Durante el acto, como era costumbre, se intercambiaron halagos. Malraux dijo que había prestado la Mona Lisa a los estadounidenses «porque ninguna otra nación la habría recibido como ellos». A su vez, JFK aprovechó el momento para lanzar un mensaje al general De Gaulle, envuelto, eso sí, en finura humorística: «Quiero dejar claro que, aunque estemos agradecidos por el préstamo del cuadro, seguiremos avanzando y haciendo un esfuerzo para desarrollar una fuerza, una potencia artística independiente».
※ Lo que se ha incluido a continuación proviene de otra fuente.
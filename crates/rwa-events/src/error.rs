//! Error types for feed line parsing.

use crate::kind::EventKind;

/// Reasons a feed line could not be turned into an [`Event`](crate::Event).
///
/// Every variant is fatal for the line only: the caller logs it and moves
/// on to the next line.
#[derive(Debug, Clone, PartialEq, Eq, thiserror::Error)]
pub enum EventParseError {
    /// The line had no tokens at all.
    #[error("empty feed line")]
    Empty,

    /// No declared verb phrase matched the sentence.
    #[error("unknown event kind in line: {line}")]
    UnknownEventKind {
        /// The raw line.
        line: String,
    },

    /// The line is shorter than the kind's declared parameter positions.
    #[error("{kind} line has no token at position {position}: {line}")]
    MissingParameter {
        /// The kind that matched.
        kind: EventKind,
        /// The zero-based token position that was missing.
        position: usize,
        /// The raw line.
        line: String,
    },

    /// A name token was too short to carry its markers.
    #[error("malformed name token: {token}")]
    MalformedToken {
        /// The offending token.
        token: String,
    },
}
Ironizaba, claro está, acerca del empeño de general De Gaulle por ser autónomo en el complicado tablero de la Guerra Fría. Su objetivo consistía justo en lo contrario, en asegurar la coordinación entre Washington y París frente a los desafíos que planteaba la Unión Soviética. En la práctica, nada de eso iba a suceder. Aunque el viaje de la Gioconda supuso un éxito mediático incontestable, la distancia entre la Casa Blanca y el Elíseo no se redujo lo más mínimo. Eso no quita, de todas formas, para que se pueda afirmar, en un guiño a Clausewitz, que el Arte supuso en esta ocasión la continuación de la política por otros medios.